Biofuels and biopolymers have been increasingly developed for use in the energy and manufacturing sectors, respectively. Biofuels offer an attractive alternative to replace fossil fuels, which are expensive, in short supply, and capable of causing egregious environmental devastation, as underscored by the recent oil spill in the Gulf of Mexico as well as by trends in global warming. Biofuels are generally produced from plant materials, vegetable oils, animal fats, or recycled greases. Currently, starch (e.g., corn, wheat, barley, etc.) and sugar crops (e.g., sugarcane, beet, etc.) are the major feedstocks used for bioconversion to ethanol, a major biofuel. However, such field crops have drawbacks in that they have high costs and are non-sustainable.

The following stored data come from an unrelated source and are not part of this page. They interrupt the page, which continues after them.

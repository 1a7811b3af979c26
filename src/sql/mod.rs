//! Table/column level statement tree produced by translation.

pub mod render;

use std::sync::Arc;

use crate::query::options::LockMode;
use crate::tree::{ComparisonOp, SortDirection};
use crate::types::{JdbcParameterId, Value};

pub use render::{AnsiRenderer, RenderedSql, SqlRenderer};

/// Physical table reference.
#[derive(Clone, Debug, PartialEq, Eq, Hash)]
pub struct TableReference {
    /// Table name.
    pub name: Arc<str>,
    /// Optional qualifier used by column references.
    pub alias: Option<Arc<str>>,
}

impl TableReference {
    /// Unaliased table reference.
    pub fn new(name: impl Into<Arc<str>>) -> Self {
        Self {
            name: name.into(),
            alias: None,
        }
    }

    /// Aliased table reference.
    pub fn aliased(name: impl Into<Arc<str>>, alias: impl Into<Arc<str>>) -> Self {
        Self {
            name: name.into(),
            alias: Some(alias.into()),
        }
    }
}

/// Column reference, optionally qualified by a table alias.
#[derive(Clone, Debug, PartialEq, Eq, Hash)]
pub struct ColumnReference {
    /// Table alias.
    pub qualifier: Option<Arc<str>>,
    /// Column name.
    pub column: Arc<str>,
}

impl ColumnReference {
    /// Unqualified column.
    pub fn new(column: impl Into<Arc<str>>) -> Self {
        Self {
            qualifier: None,
            column: column.into(),
        }
    }

    /// Column qualified by a table alias.
    pub fn qualified(qualifier: impl Into<Arc<str>>, column: impl Into<Arc<str>>) -> Self {
        Self {
            qualifier: Some(qualifier.into()),
            column: column.into(),
        }
    }
}

/// Scalar SQL expression.
#[derive(Clone, Debug, PartialEq)]
pub enum SqlExpression {
    /// Column reference.
    Column(ColumnReference),
    /// Inline literal.
    Literal(Value),
    /// Positional placeholder.
    Parameter(JdbcParameterId),
    /// Row value constructor.
    Tuple(Vec<SqlExpression>),
}

impl SqlExpression {
    /// Unqualified column shorthand.
    pub fn column(name: impl Into<Arc<str>>) -> Self {
        SqlExpression::Column(ColumnReference::new(name))
    }

    /// Collapses a single-item list to the item, otherwise builds a tuple.
    pub fn tuple_or_single(mut items: Vec<SqlExpression>) -> Self {
        if items.len() == 1 {
            items.remove(0)
        } else {
            SqlExpression::Tuple(items)
        }
    }

    fn collect_parameters(&self, out: &mut Vec<JdbcParameterId>) {
        match self {
            SqlExpression::Column(_) | SqlExpression::Literal(_) => {}
            SqlExpression::Parameter(id) => out.push(*id),
            SqlExpression::Tuple(items) => {
                for item in items {
                    item.collect_parameters(out);
                }
            }
        }
    }
}

/// SQL restriction.
#[derive(Clone, Debug, PartialEq)]
pub enum SqlPredicate {
    /// `left op right`
    Comparison {
        /// Left operand.
        left: SqlExpression,
        /// Operator.
        op: ComparisonOp,
        /// Right operand.
        right: SqlExpression,
    },
    /// Conjunction.
    And(Vec<SqlPredicate>),
    /// Disjunction.
    Or(Vec<SqlPredicate>),
    /// Negation.
    Not(Box<SqlPredicate>),
    /// `expr [NOT] IN (a, b, ...)`
    InList {
        /// Tested expression.
        expr: SqlExpression,
        /// Candidates.
        list: Vec<SqlExpression>,
        /// `NOT IN` when set.
        negated: bool,
    },
    /// `expr [NOT] IN (SELECT ...)`
    InSubQuery {
        /// Tested expression.
        expr: SqlExpression,
        /// Sub-query.
        query: Box<SqlSelect>,
        /// `NOT IN` when set.
        negated: bool,
    },
    /// `expr IS [NOT] NULL`
    IsNull {
        /// Tested expression.
        expr: SqlExpression,
        /// `IS NOT NULL` when set.
        negated: bool,
    },
    /// Verbatim SQL condition supplied by the mapping.
    Fragment(Arc<str>),
}

impl SqlPredicate {
    /// Conjunction collapsing single operands; `None` when `parts` is empty.
    pub fn all(mut parts: Vec<SqlPredicate>) -> Option<SqlPredicate> {
        match parts.len() {
            0 => None,
            1 => Some(parts.remove(0)),
            _ => Some(SqlPredicate::And(parts)),
        }
    }

    fn collect_parameters(&self, out: &mut Vec<JdbcParameterId>) {
        match self {
            SqlPredicate::Comparison { left, right, .. } => {
                left.collect_parameters(out);
                right.collect_parameters(out);
            }
            SqlPredicate::And(parts) | SqlPredicate::Or(parts) => {
                for part in parts {
                    part.collect_parameters(out);
                }
            }
            SqlPredicate::Not(inner) => inner.collect_parameters(out),
            SqlPredicate::InList { expr, list, .. } => {
                expr.collect_parameters(out);
                for item in list {
                    item.collect_parameters(out);
                }
            }
            SqlPredicate::InSubQuery { expr, query, .. } => {
                expr.collect_parameters(out);
                query.collect_parameters(out);
            }
            SqlPredicate::IsNull { expr, .. } => expr.collect_parameters(out),
            SqlPredicate::Fragment(_) => {}
        }
    }
}

/// Inner join.
#[derive(Clone, Debug, PartialEq)]
pub struct SqlJoin {
    /// Joined table.
    pub table: TableReference,
    /// Join condition.
    pub on: SqlPredicate,
}

/// One `ORDER BY` item.
#[derive(Clone, Debug, PartialEq)]
pub struct SqlSortItem {
    /// Sort expression.
    pub expression: SqlExpression,
    /// Direction.
    pub direction: SortDirection,
}

/// SQL `SELECT`.
#[derive(Clone, Debug, PartialEq)]
pub struct SqlSelect {
    /// Select list.
    pub projection: Vec<SqlExpression>,
    /// Driving table.
    pub from: TableReference,
    /// Joined tables.
    pub joins: Vec<SqlJoin>,
    /// `WHERE` restriction.
    pub restriction: Option<SqlPredicate>,
    /// `ORDER BY` items.
    pub order_by: Vec<SqlSortItem>,
    /// `OFFSET` rows.
    pub offset: Option<u64>,
    /// `FETCH FIRST` rows.
    pub fetch: Option<u64>,
    /// Row lock requested with the read.
    pub lock: Option<LockMode>,
}

impl SqlSelect {
    /// Plain projection over one table.
    pub fn new(from: TableReference, projection: Vec<SqlExpression>) -> Self {
        Self {
            projection,
            from,
            joins: Vec::new(),
            restriction: None,
            order_by: Vec::new(),
            offset: None,
            fetch: None,
            lock: None,
        }
    }

    fn collect_parameters(&self, out: &mut Vec<JdbcParameterId>) {
        for expr in &self.projection {
            expr.collect_parameters(out);
        }
        for join in &self.joins {
            join.on.collect_parameters(out);
        }
        if let Some(restriction) = &self.restriction {
            restriction.collect_parameters(out);
        }
        for item in &self.order_by {
            item.expression.collect_parameters(out);
        }
    }
}

/// SQL `DELETE`.
#[derive(Clone, Debug, PartialEq)]
pub struct SqlDelete {
    /// Target table.
    pub table: TableReference,
    /// `WHERE` restriction.
    pub restriction: Option<SqlPredicate>,
    /// `RETURNING` columns.
    pub returning: Vec<ColumnReference>,
}

/// `column = value` in an update.
#[derive(Clone, Debug, PartialEq)]
pub struct SqlAssignment {
    /// Assigned column.
    pub column: ColumnReference,
    /// Assigned value.
    pub value: SqlExpression,
}

/// SQL `UPDATE`.
#[derive(Clone, Debug, PartialEq)]
pub struct SqlUpdate {
    /// Target table.
    pub table: TableReference,
    /// `SET` items.
    pub assignments: Vec<SqlAssignment>,
    /// `WHERE` restriction.
    pub restriction: Option<SqlPredicate>,
    /// `RETURNING` columns.
    pub returning: Vec<ColumnReference>,
}

/// SQL `INSERT ... VALUES`.
#[derive(Clone, Debug, PartialEq)]
pub struct SqlInsert {
    /// Target table.
    pub table: TableReference,
    /// Inserted columns.
    pub columns: Vec<Arc<str>>,
    /// Value rows.
    pub rows: Vec<Vec<SqlExpression>>,
}

/// Any compiled statement.
#[derive(Clone, Debug, PartialEq)]
pub enum SqlStatement {
    /// Query.
    Select(SqlSelect),
    /// Delete.
    Delete(SqlDelete),
    /// Update.
    Update(SqlUpdate),
    /// Insert.
    Insert(SqlInsert),
}

impl SqlStatement {
    /// Tables read or written by the statement, driving table first.
    pub fn affected_tables(&self) -> Vec<Arc<str>> {
        match self {
            SqlStatement::Select(select) => {
                let mut tables = vec![select.from.name.clone()];
                tables.extend(select.joins.iter().map(|join| join.table.name.clone()));
                tables
            }
            SqlStatement::Delete(delete) => vec![delete.table.name.clone()],
            SqlStatement::Update(update) => vec![update.table.name.clone()],
            SqlStatement::Insert(insert) => vec![insert.table.name.clone()],
        }
    }

    /// Placeholders in rendering order.
    pub fn parameters(&self) -> Vec<JdbcParameterId> {
        let mut out = Vec::new();
        match self {
            SqlStatement::Select(select) => select.collect_parameters(&mut out),
            SqlStatement::Delete(delete) => {
                if let Some(restriction) = &delete.restriction {
                    restriction.collect_parameters(&mut out);
                }
            }
            SqlStatement::Update(update) => {
                for assignment in &update.assignments {
                    assignment.value.collect_parameters(&mut out);
                }
                if let Some(restriction) = &update.restriction {
                    restriction.collect_parameters(&mut out);
                }
            }
            SqlStatement::Insert(insert) => {
                for row in &insert.rows {
                    for value in row {
                        value.collect_parameters(&mut out);
                    }
                }
            }
        }
        out
    }

    /// Returns the restriction of a delete, update, or select.
    pub fn restriction(&self) -> Option<&SqlPredicate> {
        match self {
            SqlStatement::Select(select) => select.restriction.as_ref(),
            SqlStatement::Delete(delete) => delete.restriction.as_ref(),
            SqlStatement::Update(update) => update.restriction.as_ref(),
            SqlStatement::Insert(_) => None,
        }
    }
}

Biopolymers offer an attractive replacement to conventional plastics, such as plastics derived from polystyrene or polyethylene, which are not biodegradable and which require significant resources to produce.
Despite their appeal, the production of biofuels and biopolymers can be problematic. Large amounts of energy and money are often needed, for example to grow crops, make fertilizers and pesticides, and process plants. Microorganisms offer the potential to produce biofuels or biopolymers. However, like plant-based biofuels, microorganism-based biofuels can also be an inefficient process. High financial and energy costs of producing feedstock can be one barrier to large-scale production of biofuels or biopolymers from microorganisms. There is therefore a need in the art for new microorganism cultures, as well as new methods of culturing microorganisms, especially methods and cultures that require relatively small amounts of energetic inputs.